On the other end of this we talked a little bit about trying to customize our de-escalation techniques based upon diagnoses and trying to work in a behavioral plan with the rest of the treatment plan for particular patients.
 
And as we said then, CPI lives a little bit in that or not a little bit, they live in that space of how to do that with dementia patients. And we see that becoming a little broader because there are plenty of areas to focus on and maybe the greatest one is addictive behavior.
 
Deb: Yes.
 
Joe: Right? So, in that realm. So that's where I see some of these growing and I see our partnership with CPI and CPI training growing as well. The last thing that I would say is Deb and I are very passionate about this program. We've seen the results within our own organizations, and we've seen less nurses being assaulted, less team members being assaulted. And, we've seen people just feel safer and more supported in the workplace and we'd like to see this work just rolled out much more broadly that's why I'm very gratified to be here today, talking about this because we would like to see this become the standard for folks all across healthcare to keep their people safe.
 
Deb: That really speaks to the workplace violence Sentinel Alert that the Joint Commission, we talked about early on, you know. Violence is increasing in every healthcare facility across the nation. And this alert came out to make everyone aware and there are going to be regulations that require hospitals to put into place prevention teams like this. Okay? And the beauty of what Joe and I have done here with this work is the fact that it is duplicatable and I know that because I took it from the Academic Health Center to a small community hospital where I work now, at Bloomington, and some of the outcomes that we have seen are very similar to what Joe has seen.
 
We started the work in November of 2017 and in a little over a year we have had a 52% decrease in assaults with injury, and a 43% decrease in our violent restraint use. That's amazing. That is just amazing to me.
 
Terry: Restraint reduction, we love it.
 
Deb: And I'm trying still in the process over a year's time the culture is not in place to really have these dramatic results, but just the fact that we have the response team has created those results. So, we still have with those debriefing forms, are still working on fine-tuning what our process looks like at Bloomington Hospital. However, we're still having very, very good success and culture change takes time. So I anticipate that, and we know for sure that as our APTs and BAs go up, these assaults and restraint use go down and that this is duplicatable.
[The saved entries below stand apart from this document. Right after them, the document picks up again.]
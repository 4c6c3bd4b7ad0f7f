use lazy_static::lazy_static;
use regex::Regex;

pub struct FountainConstants;

impl FountainConstants {
    /// 标题页最多缓存的行数，超出后按 action 输出
    pub const TITLE_PAGE_MAX_LINES: usize = 15;

    /// 严格模式下场景标题的最大长度
    pub const STRICT_SCENE_HEADING_MAX_LEN: usize = 80;

    /// 严格模式下角色名的最大长度
    pub const STRICT_CHARACTER_MAX_LEN: usize = 40;

    pub const CHARACTER_MIN_LEN: usize = 2;

    // 常见转场关键字，非严格模式下按完全匹配或后缀匹配
    pub const TRANSITION_KEYWORDS: [&'static str; 10] = [
        "FADE IN:",
        "FADE OUT:",
        "FADE TO BLACK:",
        "FADE TO WHITE:",
        "CUT TO:",
        "DISSOLVE TO:",
        "MATCH CUT TO:",
        "SMASH CUT TO:",
        "JUMP CUT TO:",
        "TO:",
    ];

    // 严格模式下不能作为角色名的全大写短语
    pub const CHARACTER_DENYLIST: [&'static str; 7] = [
        "FADE IN",
        "FADE OUT",
        "THE END",
        "CONTINUED",
        "BACK TO",
        "LATER",
        "MEANWHILE",
    ];

    // 严格模式下场景标题不能以这些字符结尾，句号允许
    pub const SCENE_HEADING_BAD_ENDINGS: [char; 5] = [',', ';', ':', '!', '?'];
}

lazy_static! {
    // 场景标题前缀: INT. / EXT. / INT./EXT. / INT / EXT / I/E / EST
    // group 1 为前缀，group 2 为地点和时间
    pub static ref SCENE_HEADING_REGEX: Regex =
        Regex::new(r"(?i)^(int\.?\s*/\s*ext|i\.?\s*/\s*e|int|ext|est)\.?\s+(.*)$").unwrap();

    // 地点与时间之间的最后一个破折号
    pub static ref LOCATION_TIME_SPLIT_REGEX: Regex =
        Regex::new(r"^(.*)\s[-–—−]+\s*(.*)$").unwrap();

    // 通用转场: 全大写 + " TO:"
    pub static ref TRANSITION_REGEX: Regex =
        Regex::new(r"^[A-Z][A-Z\s]* TO:$").unwrap();

    // 角色名: 全大写字母、数字、空格、连字符、撇号，后跟可选的括号扩展
    // 句点只允许出现在括号扩展里，"BOOM." 这类拟声词按动作处理
    pub static ref CHARACTER_REGEX: Regex =
        Regex::new(r"^[\p{Lu}0-9][\p{Lu}0-9 '\-]*(?:\s*\([\p{L}0-9 '\-\.]+\))*$").unwrap();

    // 角色名后的扩展部分，例如 (V.O.)、(CONT'D)
    pub static ref CHARACTER_EXTENSION_REGEX: Regex =
        Regex::new(r"\s*(\(.*\)|（.*）)\s*(\^)?\s*$").unwrap();

    pub static ref PARENTHETICAL_REGEX: Regex =
        Regex::new(r"^\([^()]*[^()\s][^()]*\)$").unwrap();

    // 页码: "42" / "42." / "Page 3" / "page 3 of 120" / "[12]" / "(12)"
    pub static ref PAGE_NUMBER_REGEX: Regex =
        Regex::new(r"(?i)^(?:\d+\.?|page\s+\d+(?:\s+of\s+\d+)?|\[\d+\]|\(\d+\))$").unwrap();

    pub static ref NOTE_REGEX: Regex =
        Regex::new(r"^\[\[.*\]\]$").unwrap();

    // 标题页 "Key: value"
    pub static ref TITLE_KEY_REGEX: Regex =
        Regex::new(r"(?i)^(title|credit|author|source|draft|date|contact)\s*:\s*(.*)$").unwrap();

    // 署名行，下一行为作者
    pub static ref TITLE_CREDIT_REGEX: Regex =
        Regex::new(r"(?i)^(?:(?:written|screenplay|story|teleplay)\s+)?by:?$").unwrap();

    // 改编来源
    pub static ref TITLE_SOURCE_REGEX: Regex =
        Regex::new(r"(?i)^based\s+(?:on|upon)\b").unwrap();

    pub static ref TITLE_DRAFT_REGEX: Regex =
        Regex::new(r"(?i)\bdraft\b").unwrap();

    pub static ref TITLE_DATE_REGEX: Regex = Regex::new(
        r"(?i)^(?:(?:jan|feb|mar|apr|may|jun|jul|aug|sep|oct|nov|dec)[a-z]*\.?\s+(?:\d{1,2},?\s+)?\d{4}|\d{1,2}\s+(?:jan|feb|mar|apr|may|jun|jul|aug|sep|oct|nov|dec)[a-z]*\.?,?\s+\d{4}|\d{1,2}[/.\-]\d{1,2}[/.\-]\d{2,4}|\d{4}-\d{2}-\d{2})$"
    ).unwrap();

    pub static ref TITLE_CONTACT_REGEX: Regex = Regex::new(
        r"[\w.+\-]+@[\w\-]+\.[\w.]+|\(?\d{3}\)?[\s.\-]?\d{3}[\s.\-]?\d{4}"
    ).unwrap();
}
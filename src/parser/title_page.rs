//! 标题页识别
//!
//! 解析开始时先缓存开头的行，直到遇到第一个场景标题或缓存超过上限。
//! 找到场景标题时缓存内容按标题页字段解析；否则由解析器把缓存当作正文处理。

use crate::models::{TitleField, TitlePage};
use crate::parser::line_classifier::is_page_number;
use crate::parser::screenplay_parser::SourceLine;
use crate::utils::fountain_constants::{
    TITLE_CONTACT_REGEX, TITLE_CREDIT_REGEX, TITLE_DATE_REGEX, TITLE_DRAFT_REGEX,
    TITLE_KEY_REGEX, TITLE_SOURCE_REGEX,
};
use crate::utils::FountainConstants;

/// 标题页缓存
#[derive(Debug, Clone, Default, PartialEq)]
pub struct TitlePageBuffer<'a> {
    entries: Vec<SourceLine<'a>>,
    text_lines: usize,
}

impl<'a> TitlePageBuffer<'a> {
    pub fn new() -> Self {
        Self::default()
    }

    /// 缓存一行。分页符不计入行数上限
    pub fn push(&mut self, line: SourceLine<'a>) {
        if let SourceLine::Text(_) = line {
            self.text_lines += 1;
        }
        self.entries.push(line);
    }

    /// 是否已达到行数上限
    pub fn is_full(&self) -> bool {
        self.text_lines >= FountainConstants::TITLE_PAGE_MAX_LINES
    }

    pub fn is_empty(&self) -> bool {
        self.entries.is_empty()
    }

    pub fn len(&self) -> usize {
        self.text_lines
    }

    // 取出全部缓存并清空
    pub fn take(&mut self) -> Vec<SourceLine<'a>> {
        self.text_lines = 0;
        std::mem::take(&mut self.entries)
    }

    /// 确认标题页：取出缓存并解析字段
    ///
    /// 最后一个分页标记之后的行与第一个场景标题在同一页，属于正文，
    /// 作为第二个返回值交还给解析器；缓存中没有分页标记时全部作为标题页。
    pub fn commit(&mut self) -> (TitlePage, Vec<SourceLine<'a>>) {
        let mut entries = self.take();
        let body = match entries.iter().rposition(|entry| *entry == SourceLine::PageBreak) {
            Some(index) => {
                let body = entries.split_off(index + 1);
                entries.pop();
                body
            }
            None => Vec::new(),
        };

        let page = parse_title_page(entries.iter().filter_map(|entry| match entry {
            SourceLine::Text(text) => Some(*text),
            SourceLine::PageBreak => None,
        }));
        (page, body)
    }
}

/// 解析标题页字段
///
/// * `Key: value` 设置对应字段，值为空时后续无法识别的行续接到该字段
/// * `Written by` / `by` 等署名行写入 credit，下一行写入 author
/// * 含 draft 的行写入 draft，日期样式的行写入 date，含邮箱或电话的行写入 contact
/// * 其余行按空格拼接到 title
pub fn parse_title_page<'a, I>(lines: I) -> TitlePage
where
    I: IntoIterator<Item = &'a str>,
{
    let mut page = TitlePage::new();
    let mut current: Option<TitleField> = None;
    let mut pending_author = false;

    for raw in lines {
        let line = raw.trim();
        // 空行不影响字段
        if line.is_empty() || is_page_number(line) {
            continue;
        }

        if let Some(caps) = TITLE_KEY_REGEX.captures(line) {
            let field = caps.get(1).and_then(|m| TitleField::from_key(m.as_str()));
            let value = caps.get(2).map_or("", |m| m.as_str().trim());
            if let Some(field) = field {
                pending_author = false;
                if value.is_empty() {
                    current = Some(field);
                } else {
                    append_field(&mut page, field, value);
                    current = None;
                }
                continue;
            }
        }

        if TITLE_CREDIT_REGEX.is_match(line) {
            append_field(&mut page, TitleField::Credit, line);
            pending_author = true;
            current = None;
            continue;
        }

        if pending_author {
            append_field(&mut page, TitleField::Author, line);
            pending_author = false;
            continue;
        }

        if let Some(field) = current {
            append_field(&mut page, field, line);
            continue;
        }

        let field = if TITLE_SOURCE_REGEX.is_match(line) {
            TitleField::Source
        } else if TITLE_DRAFT_REGEX.is_match(line) {
            TitleField::Draft
        } else if TITLE_DATE_REGEX.is_match(line) {
            TitleField::Date
        } else if TITLE_CONTACT_REGEX.is_match(line) {
            TitleField::Contact
        } else {
            TitleField::Title
        };
        append_field(&mut page, field, line);
    }

    page.retain(|_, value| !value.trim().is_empty());
    page
}

// 已有内容时以单个空格拼接
fn append_field(page: &mut TitlePage, field: TitleField, value: &str) {
    let value = value.trim();
    if value.is_empty() {
        return;
    }
    let entry = page.entry(field).or_default();
    if !entry.is_empty() {
        entry.push(' ');
    }
    entry.push_str(value);
}

#[cfg(test)]
mod tests {
    use super::*;

    #[test]
    fn unlabeled_lines_join_into_title() {
        let page = parse_title_page(vec!["THE LONG", "", "GOODBYE"]);
        assert_eq!(page.get(&TitleField::Title).map(String::as_str), Some("THE LONG GOODBYE"));
        assert_eq!(page.len(), 1);
    }

    #[test]
    fn credit_line_routes_next_line_to_author() {
        let page = parse_title_page(vec![
            "BIG FISH",
            "Written by",
            "John August",
            "Based on the novel by Daniel Wallace",
            "Final Draft",
            "March 15, 2003",
            "agent@example.com",
        ]);
        assert_eq!(page[&TitleField::Title], "BIG FISH");
        assert_eq!(page[&TitleField::Credit], "Written by");
        assert_eq!(page[&TitleField::Author], "John August");
        assert_eq!(page[&TitleField::Source], "Based on the novel by Daniel Wallace");
        assert_eq!(page[&TitleField::Draft], "Final Draft");
        assert_eq!(page[&TitleField::Date], "March 15, 2003");
        assert_eq!(page[&TitleField::Contact], "agent@example.com");
    }

    #[test]
    fn labeled_fields_and_continuation() {
        let page = parse_title_page(vec![
            "Title: Brick & Steel",
            "Author: Stu Maschwitz",
            "Contact:",
            "Next Level Productions",
            "1588 Mission Dr.",
            "Date: 01/04/2012",
        ]);
        assert_eq!(page[&TitleField::Title], "Brick & Steel");
        assert_eq!(page[&TitleField::Author], "Stu Maschwitz");
        assert_eq!(page[&TitleField::Contact], "Next Level Productions 1588 Mission Dr.");
        assert_eq!(page[&TitleField::Date], "01/04/2012");
    }

    #[test]
    fn buffer_counts_text_lines_only() {
        let mut buffer = TitlePageBuffer::new();
        buffer.push(SourceLine::Text("TITLE"));
        buffer.push(SourceLine::PageBreak);
        buffer.push(SourceLine::Text(""));
        assert_eq!(buffer.len(), 2);
        for _ in 0..13 {
            assert!(!buffer.is_full());
            buffer.push(SourceLine::Text("line"));
        }
        assert!(buffer.is_full());
        assert_eq!(buffer.take().len(), 16);
        assert!(buffer.is_empty());
        assert_eq!(buffer.len(), 0);
    }

    #[test]
    fn commit_returns_lines_after_last_page_break() {
        let mut buffer = TitlePageBuffer::new();
        for line in [
            SourceLine::Text("MY SCRIPT"),
            SourceLine::Text("by"),
            SourceLine::Text("Ann Lee"),
            SourceLine::PageBreak,
            SourceLine::Text("1."),
            SourceLine::Text("FADE IN:"),
        ] {
            buffer.push(line);
        }
        let (page, body) = buffer.commit();
        assert_eq!(page[&TitleField::Title], "MY SCRIPT");
        assert_eq!(page[&TitleField::Author], "Ann Lee");
        assert_eq!(body, vec![SourceLine::Text("1."), SourceLine::Text("FADE IN:")]);
        assert!(buffer.is_empty());
    }

    #[test]
    fn commit_without_page_break_keeps_all_lines() {
        let mut buffer = TitlePageBuffer::new();
        buffer.push(SourceLine::Text("FADE IN:"));
        let (page, body) = buffer.commit();
        assert_eq!(page[&TitleField::Title], "FADE IN:");
        assert!(body.is_empty());
    }

    #[test]
    fn page_numbers_are_ignored() {
        let page = parse_title_page(vec!["1.", "MY SCRIPT"]);
        assert_eq!(page[&TitleField::Title], "MY SCRIPT");
    }
}
pub mod element;
pub mod document;
pub mod location;
pub mod screenplay_properties;
pub mod conf;
pub mod page;

pub use element::{Element, ElementKind};
pub use document::{Document, DocumentMetadata, TitleField, TitlePage};
pub use location::Location;
pub use screenplay_properties::ScreenplayProperties;
pub use conf::Conf;
pub use page::PdfPage;
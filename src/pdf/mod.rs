pub mod liner;
pub mod extractor;

pub use liner::{Liner, FORM_FEED};
pub use extractor::{PageExtractor, TextPageExtractor};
Any hospital in the country could take this program with assistance in the customizable piece of it, for who's going to play the roles, and see good results. So, it's pretty exciting work. We're obviously excited about it and still happy to be able to share it today.
 
Terry: Well, thank you. I mean more than promising, it sounds necessary too, after you lay it out. It's like with this, when you've got restraint reduction, you've got stats like you've got, and you've got this process in place that is making facilities safer both patients and staff alike. That's an essential curriculum I think or a process for any healthcare facility to consider and put into place. Thank you very much both for joining me today. My guests have been Deborah Fabert, is that—
 
Deb: Fabert, that's right.
 
Terry: Good, I had it right then.
 
Deb: Thank you Terry.
 
Terry: I didn't get that beforehand but I'm going to leave that in that's fine. Deborah Fabert She's the director of behavioral health at Bloomington Hospital in Indianapolis and Joe Anderson, kind of hard to mess that one up, the director of protective services, and the chief safety officer for Indiana University Health also in Indianapolis. Thank you, Deb and Joe, so much for joining us.
 
Deb: Thank you Terry for having us today.
 
Joe: Thank you for having us.
 
Terry: And thank you all for listening.